In July 2017, an atypical Head and Shoulders pattern was expressed on the depicted chart which indicated upcoming bearish reversal.

As expected, the price level of 0.7050 failed to offer enough bullish support for the NZD/USD pair. That's why, further bearish decline was expected towards 0.6800 (Reversal pattern bearish target).

Evident signs of bullish recovery was expressed around the depicted low (0.6780). An inverted Head and Shoulders pattern was expressed around these price levels.

The price zone of 0.7140-0.7250 (prominent Supply-Zone) failed to pause the ongoing bullish momentum. Instead, a bullish breakout above 0.7250 was expressed on January 11.

That's why, the current bullish movement extended towards the price levels of 0.7320 and 0.7390.

A quick bullish movement was expected towards the depicted supply zone (0.7320-0.7390) where evident bearish rejection and a valid SELL entry is still expected.

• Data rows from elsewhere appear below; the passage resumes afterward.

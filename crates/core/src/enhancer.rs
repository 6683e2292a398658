//! The per-article enrichment pipeline.
//!
//! [`Enhancer::process_article`] runs the enabled steps in a fixed order:
//!
//! 1. inline `<img>` rewriting of the content
//! 2. enclosure type repair
//! 3. one fetch of the article page, only when a page-based step can use it
//! 4. Open Graph extraction and merge, then enclosure upgrading
//!
//! A failed fetch is logged and skips step 4 only. Nothing in the pipeline can make
//! an article fail; the worst case is an article returned as it came in.

use std::sync::LazyLock;

use regex::Regex;

use crate::apply::apply_og_metadata;
use crate::article::{Article, display_title};
use crate::config::EnhanceConfig;
use crate::enclosure::fix_enclosure_types;
use crate::fetch::PageFetcher;
use crate::inline::enhance_inline_images;
use crate::opengraph::extract_og_metadata;
use crate::upgrade::upgrade_enclosure_urls;

static IMG_OPEN_RE: LazyLock<Regex> = LazyLock::new(|| Regex::new(r"(?i)<img\s").expect("IMG_OPEN_RE should compile"));

/// Runs the enrichment pipeline with a fixed config and page fetcher.
///
/// Holds no per-article state, so one `Enhancer` can serve any number of articles,
/// concurrently if the fetcher allows it.
///
/// # Example
///
/// ```rust,no_run
/// use lustre_core::{Article, EnhanceConfig, Enhancer, FetchConfig, HttpFetcher};
///
/// # async fn run() -> lustre_core::Result<()> {
/// let fetcher = HttpFetcher::new(FetchConfig::default())?;
/// let enhancer = Enhancer::new(EnhanceConfig::builder().extract_og(true).build(), fetcher);
///
/// let article = Article::from_json(r#"{"title": "T", "link": "https://example.com/post"}"#)?;
/// let article = enhancer.process_article(article).await;
/// println!("{}", article.enclosures.len());
/// # Ok(())
/// # }
/// ```
#[derive(Debug, Clone)]
pub struct Enhancer<F> {
    config: EnhanceConfig,
    fetcher: F,
}

impl<F: PageFetcher> Enhancer<F> {
    pub fn new(config: EnhanceConfig, fetcher: F) -> Self {
        Self { config, fetcher }
    }

    pub fn config(&self) -> &EnhanceConfig {
        &self.config
    }

    /// Enriches one article and hands it back.
    pub async fn process_article(&self, mut article: Article) -> Article {
        let config = self.config;

        if config.inline_enhancement && let Some(content) = article.content.as_deref() {
            let result = enhance_inline_images(content);
            if result.is_modified() {
                tracing::debug!(
                    title = %display_title(&article.title),
                    modifications = %result.summary(),
                    "Enhanced inline images"
                );
                article.content = Some(result.content);
            }
        }

        if config.fix_enclosure_type {
            let fixed = fix_enclosure_types(&mut article.enclosures);
            if fixed > 0 {
                tracing::debug!(count = fixed, title = %display_title(&article.title), "Fixed enclosure types");
            }
        }

        if !should_fetch(&config, &article) || article.link.is_empty() {
            return article;
        }

        let html = match self.fetcher.fetch(&article.link).await {
            Ok(html) => html,
            Err(e) => {
                tracing::debug!(url = %article.link, error = %e, "Could not fetch article page");
                return article;
            }
        };

        if config.extract_og {
            match extract_og_metadata(&html) {
                Some(og) => {
                    tracing::debug!(url = %article.link, ?og, "Found Open Graph metadata");
                    apply_og_metadata(&mut article, &og, config.enhance_content);
                }
                None => tracing::debug!(url = %article.link, "No Open Graph metadata"),
            }
        }

        if config.upgrade_enclosures && !article.enclosures.is_empty() {
            upgrade_enclosure_urls(&mut article, &html);
        }

        article
    }
}

/// True when the article has an image enclosure or an `<img>` tag in its content.
pub fn article_has_images(article: &Article) -> bool {
    article.has_image_enclosure() || IMG_OPEN_RE.is_match(article.content_str())
}

/// Whether any enabled page-based step could use the article page.
///
/// Open Graph extraction is only worth a fetch for articles without images;
/// upgrading needs at least one enclosure.
pub fn should_fetch(config: &EnhanceConfig, article: &Article) -> bool {
    (config.extract_og && !article_has_images(article))
        || (config.upgrade_enclosures && !article.enclosures.is_empty())
}
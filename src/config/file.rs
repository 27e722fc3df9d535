//! Configuration file support for persistent settings.
//!
//! This module provides support for loading configuration from a TOML file
//! located at `~/.config/stackscan/config.toml` (or the platform-specific
//! equivalent). Configuration file values serve as defaults that can be
//! overridden by CLI arguments.
//!
//! # Layering
//!
//! The precedence order is: **CLI argument > config file > hardcoded default**.
//!
//! # Example config
//!
//! ```toml
//! dir = "~/Projects/webapp"
//! json = false
//!
//! [scanning]
//! depth = 4
//! verbose = true
//! skip = ["fixtures", "storybook-static"]
//! ```

use std::path::{Path, PathBuf};

use serde::Deserialize;

/// Top-level configuration file structure.
///
/// All fields are `Option<T>` so we can detect which values are present in the
/// config file and apply layered configuration (CLI > config file > defaults).
#[derive(Deserialize, Default, Debug)]
#[serde(deny_unknown_fields)]
pub struct FileConfig {
    /// Default directory to analyze
    pub dir: Option<PathBuf>,

    /// Whether to emit JSON instead of the text report
    pub json: Option<bool>,

    /// Scanning options
    #[serde(default)]
    pub scanning: FileScanConfig,
}

/// Scanning options from the configuration file.
#[derive(Deserialize, Default, Debug)]
#[serde(deny_unknown_fields)]
pub struct FileScanConfig {
    /// Maximum directory depth
    pub depth: Option<usize>,

    /// Whether to report absorbed errors
    pub verbose: Option<bool>,

    /// Extra directory names to prune
    pub skip: Option<Vec<String>>,
}

/// Expand a leading `~` in a path to the user's home directory.
///
/// Paths that don't start with `~` are returned unchanged.
#[must_use]
pub fn expand_tilde(path: &Path) -> PathBuf {
    if let Ok(rest) = path.strip_prefix("~")
        && let Some(home) = dirs::home_dir()
    {
        return home.join(rest);
    }
    path.to_path_buf()
}

impl FileConfig {
    /// Returns the path where the configuration file is expected.
    ///
    /// The configuration file is located at `<config_dir>/stackscan/config.toml`,
    /// where `<config_dir>` is the platform-specific configuration directory
    /// (e.g., `~/.config` on Linux, `%APPDATA%` on Windows).
    #[must_use]
    pub fn config_path() -> Option<PathBuf> {
        dirs::config_dir().map(|p| p.join("stackscan").join("config.toml"))
    }

    /// Load configuration from the default config file location.
    ///
    /// If the config file doesn't exist, returns a default (empty) configuration.
    ///
    /// # Errors
    ///
    /// Returns an error if the config file exists but cannot be read or parsed.
    pub fn load() -> anyhow::Result<Self> {
        let Some(path) = Self::config_path() else {
            return Ok(Self::default());
        };

        Self::load_from(&path)
    }

    /// Load configuration from an explicit path.
    ///
    /// # Errors
    ///
    /// Returns an error if the file exists but contains invalid TOML or
    /// unexpected fields.
    pub fn load_from(path: &Path) -> anyhow::Result<Self> {
        if !path.exists() {
            return Ok(Self::default());
        }

        let content = std::fs::read_to_string(path).map_err(|e| {
            anyhow::anyhow!("Failed to read config file at {}: {e}", path.display())
        })?;

        let config: Self = toml::from_str(&content).map_err(|e| {
            anyhow::anyhow!("Failed to parse config file at {}: {e}", path.display())
        })?;

        Ok(config)
    }
}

On Friday, a bearish engulfing daily candlestick was expressed. This enhances the bearish scenario initially towards the price levels of 0.7230 and 0.7165.

Trade Recommendations:

Conservative traders should be looking for a valid SELL entry anywhere around the depicted supply zone (0.7320-0.7390).

S/L should be located above 0.7350. T/P levels should be located around 0.7230, 0.7150 and 0.7090.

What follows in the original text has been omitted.